Ekowisata : Belajar pada Muara Sebung

Format : Artikel

Impresum
Andy Riza Hidayat - : , 2009

Deskripsi
Sumber:
Kompas: Selasa, 31 Maret 2009 | 15:07 WIB
http://travel.kompas.com/read/xml/2009/03/31/1507531/Belajar.pada.Muara.Sebung

Isi:

KOMPAS.com — Pada belantara yang terjaga, di muara Sungai Sebung, kami menimba pelajaran berharga. Di tempat ini kami menikmati indahnya persahabatan antara manusia dan alam. Sesampai di kawasan ini akhir Februari lalu, puputan angin segar Laut China Selatan menyapa wajah kami. Angin itu terus bergerak di sela-sela pelepah nipah, ranting-ranting bakau, dun menyapa ular yang bertengger di dahannya.

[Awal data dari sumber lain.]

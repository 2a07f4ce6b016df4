//! 3D SPH kernel coefficients.
//!
//! Density uses the poly6 kernel
//!
//! ```text
//! rho_i = sum_j m W(r_ij, h),   W(r, h) = 315 / (64 pi h^9) * (h^2 - r^2)^3
//! ```
//!
//! and the pair interaction combines a spiky pressure gradient with a
//! viscosity Laplacian, both scaled by `45 m / (pi h^5)`.

use glam::Vec3;
use std::f32::consts::PI;

use crate::params::SimParams;

const POLY6_NORMALIZATION: f32 = 315.0 / 64.0 / PI;

/// Precomputed kernel coefficients for one parameter set and particle mass.
#[derive(Clone, Copy, Debug)]
pub struct SphKernels {
    /// h * h
    pub h2: f32,
    /// m * W(0, h)
    pub self_density: f32,
    /// 315 m / (64 pi h^9)
    pub density_coeff: f32,
    /// 45 m / (pi h^5)
    pub c0: f32,
    /// k / 2
    pub cp: f32,
    /// -mu
    pub cv: f32,
    pub rho0: f32,
}

impl SphKernels {
    pub fn new(params: &SimParams, mass: f32) -> Self {
        let h = params.h;
        let h2 = h * h;
        let h3 = h2 * h;
        let h9 = h3 * h3 * h3;
        Self {
            h2,
            self_density: POLY6_NORMALIZATION * mass / h3,
            density_coeff: POLY6_NORMALIZATION * mass / h9,
            c0: 45.0 * mass / PI / (h2 * h2 * h),
            cp: params.k / 2.0,
            cv: -params.mu,
            rho0: params.rho0,
        }
    }

    /// Density one particle receives from another at squared distance `r2`.
    ///
    /// Depends only on the separation, so both members of a pair receive the
    /// same value.
    #[inline]
    pub fn density_contribution(&self, r2: f32) -> f32 {
        let z = self.h2 - r2;
        if z > 0.0 {
            self.density_coeff * z * z * z
        } else {
            0.0
        }
    }

    /// Acceleration added to particle `i` by its pair with `j`; `j` receives the
    /// negation.
    ///
    /// `dx = x_i - x_j`, `dv = v_i - v_j`. Returns zero outside the support.
    /// At zero separation the pressure term is skipped (its `u / q` factor is
    /// singular) and only viscosity acts.
    #[inline]
    pub fn pair_acceleration(&self, dx: Vec3, dv: Vec3, rho_i: f32, rho_j: f32) -> Vec3 {
        let r2 = dx.length_squared();
        if r2 >= self.h2 {
            return Vec3::ZERO;
        }
        let q = (r2 / self.h2).sqrt();
        let u = 1.0 - q;
        let w0 = self.c0 * u / rho_i / rho_j;
        let wp = if r2 > 0.0 {
            w0 * self.cp * (rho_i + rho_j - 2.0 * self.rho0) * u / q
        } else {
            0.0
        };
        let wv = w0 * self.cv;
        wp * dx + wv * dv
    }
}
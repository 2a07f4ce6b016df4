//! Scaling study - times the interaction engine across particle counts and thread counts
//!
//! Fills the unit box with a lattice at spacing h for a sweep of smoothing radii
//! (N ~ 1/h^3), then times repeated `compute_acceleration` calls on rayon pools
//! of increasing size.
//!
//! Run with: cargo run --example scaling --release -p sph

use std::time::Instant;

use glam::Vec3;
use sph::{Particle, SimParams, SimState, SolverConfig};

const SMOOTHING_RADII: [f32; 7] = [0.17, 0.15, 0.13, 0.11, 0.09, 0.07, 0.05];
const THREAD_COUNTS: [usize; 5] = [1, 2, 4, 8, 16];
const STEPS: usize = 20;
const REST_DENSITY: f32 = 1000.0;

fn unit_box_lattice(h: f32) -> Vec<Particle> {
    let count = (1.0 / h).floor() as usize;
    let mut particles = Vec::with_capacity(count * count * count);
    for k in 0..count {
        for j in 0..count {
            for i in 0..count {
                particles.push(Particle::at(Vec3::new(
                    (i as f32 + 0.5) * h,
                    (j as f32 + 0.5) * h,
                    (k as f32 + 0.5) * h,
                )));
            }
        }
    }
    particles
}

/// Smallest power of two covering the box in cells of size h.
fn grid_dim_for(h: f32) -> u32 {
    ((1.0 / h).ceil() as u32).next_power_of_two().max(4)
}

fn time_steps(h: f32, threads: usize) -> Result<(usize, f64), Box<dyn std::error::Error>> {
    let params = SimParams {
        rho0: REST_DENSITY,
        ..SimParams::with_smoothing_radius(h)
    };
    params.validate()?;

    let particles = unit_box_lattice(h);
    let n = particles.len();
    let mass = REST_DENSITY / n as f32;
    let config = SolverConfig::default().with_grid_dim(grid_dim_for(h));
    let mut state = SimState::new(particles, mass, config)?;

    let pool = rayon::ThreadPoolBuilder::new().num_threads(threads).build()?;
    let start = Instant::now();
    pool.install(|| {
        for _ in 0..STEPS {
            state.compute_acceleration(&params);
        }
    });
    Ok((n, start.elapsed().as_secs_f64()))
}

fn main() -> Result<(), Box<dyn std::error::Error>> {
    env_logger::init();

    println!("=== SPH SCALING ===");
    println!("{} acceleration passes per run", STEPS);
    println!();

    for &h in &SMOOTHING_RADII {
        let mut baseline = None;
        for &threads in &THREAD_COUNTS {
            let (n, secs) = time_steps(h, threads)?;
            let base = *baseline.get_or_insert(secs);
            println!(
                "h={:.2} N={:>6} threads={:>2}: Ran in {:.4} seconds ({:.2}x)",
                h,
                n,
                threads,
                secs,
                base / secs
            );
        }
        log::info!("finished sweep for h={}", h);
    }

    println!();
    println!("=== END SPH SCALING ===");
    Ok(())
}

Dari sebuah dermaga kayu di ujung muara, bentangan hutan bakau menatap kami. Kesegaran alamnya sudah dikenal dunia internasional. Turis mancanegara kerap mengunjungi tempat ini sebagai bagian dari paket wisata di Bintan Resort, Kabupaten Bintan, Kepulauan Riau. Bukan hanya kesegaran alamnya, para turis juga berwisata menyusuri jejak kehidupan manusia laut yang pernah menjaga kehormatan pulau ini. Paket wisata alam ini sarat dengan pesan edukatif bagi siapa saja yang mengunjunginya.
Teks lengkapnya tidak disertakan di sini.